In Kubernetes, we have ClusterIp/Nodeport/LoadBalancer as the service to expose pods. When there are multiple endpoints binds to one serivce (like deployment), then what is the policy Kubernetes route the traffic to one of the endpoints? Will it always try to respect a load balancing
policy, or randomly selection?
This might help https://kubernetes.io/docs/concepts/services-networking/#proxy-mode-ipvs
In a word, if you want to manage different approaches for the load balancing, you have to put your k8s proxy into ipvs mode and pick one of the below approaches: rr: round-robin
lc: least connection
dh: destination hashing
sh: source hashing
sed: shortest expected delay
nq: never queue
kubernetes service uses round robin policy to distribute the calls to multiple pods
Kubernetes uses iptables to distribute traffic across a set of pods, as officially explained by kubernetes.io. Basically what happens is when you create a kind: service
object, K8s creates a virtual ClusterIP and instructs the kube-proxy daemonset to update iptables on each node so that requests matching that virtual IP will get load balanced across a set of pod IPs. The word "virtual" here means that ClusterIPs, unlike pod IPs, are not real IP addresses allocated by a network interface, and are merely used as a "filter" to match traffic and forward them to the right destination.
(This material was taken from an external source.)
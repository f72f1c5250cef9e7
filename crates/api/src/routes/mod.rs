//! HTTP route handlers.

pub mod students;
pub mod system;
Kubernetes documentation says the load balancing method by default is round robin, but this is not entirely accurate. If you look at iptables on any of the worker nodes, you can see that for a given service foo
with ClusterIP of 172.20.86.5 and 3 pods, the [overly simplified] iptables rules look like this:
$ kubectl get service foo
NAME TYPE CLUSTER-IP EXTERNAL-IP PORT(S) AGE
foo ClusterIP 172.20.86.5 <none> 443:30937/TCP 12m
Chain KUBE-SERVICES (2 references)
target prot opt source destination
KUBE-SVC-4NIQ26WEGJLLPEYD tcp -- anywhere 172.20.86.5 /* default/foo:https cluster IP */ tcp dpt:https
This KUBE-SERVICES
chain rule looks for all traffic whose destination
is 172.20.86.5, and applies rules defined in another chain called KUBE-SVC-4NIQ26WEGJLLPEYD
:
Chain KUBE-SVC-4NIQ26WEGJLLPEYD (2 references)
target prot opt source destination
KUBE-SEP-4GQBH7D5EV5ANHLR all -- anywhere anywhere /* default/foo:https */ statistic mode random probability 0.33332999982
KUBE-SEP-XMNJYETXA5COSMOZ all -- anywhere anywhere /* default/foo:https */ statistic mode random probability 0.50000000000
KUBE-SEP-YGQ22DTWGVO4D4MM all -- anywhere anywhere /* default/foo:https */
This chain uses statistic mode random probability
to randomly send traffic to one of the three chains defined (since I have three pods, I have three chains here each with 33.3% chance of being chosen to receive traffic). Each one of these chains is the final rule in sending the traffic to the backend pod IP. For example looking at the first one:
Chain KUBE-SEP-4GQBH7D5EV5ANHLR (1 references)
target prot opt source destination
DNAT tcp -- anywhere anywhere /* default/foo:https */ tcp to:10.100.1.164:12345
the DNAT
directive forwards packets to IP address 10.100.1.164 (real pod IP) and port 12345 (which is what foo
listens on). The other two chains (KUBE-SEP-XMNJYETXA5COSMOZ
and KUBE-SEP-YGQ22DTWGVO4D4MM
) are similar except each will have a different IP address.
Similarly, if your service type is NodePort
, Kubernetes assigns a random port (from 30000-32767 by default) on the node. What's interesting here is that there is no process on the worker node actively listening on this port - instead, this is yet another iptables rule to match traffic and send it to the right set of pods:
Chain KUBE-NODEPORTS (1 references)
target prot opt source destination
KUBE-SVC-4NIQ26WEGJLLPEYD tcp -- anywhere anywhere /* default/foo:https */ tcp dpt:30937
This rule matches inbound traffic going to port 30937 (tcp dpt:30937
), and forwards it to chain KUBE-SVC-4NIQ26WEGJLLPEYD
. But guess what: KUBE-SVC-4NIQ26WEGJLLPEYD
is the same exact chain that cluster ip 172.20.86.5 matches on and sends traffic to, as shown above.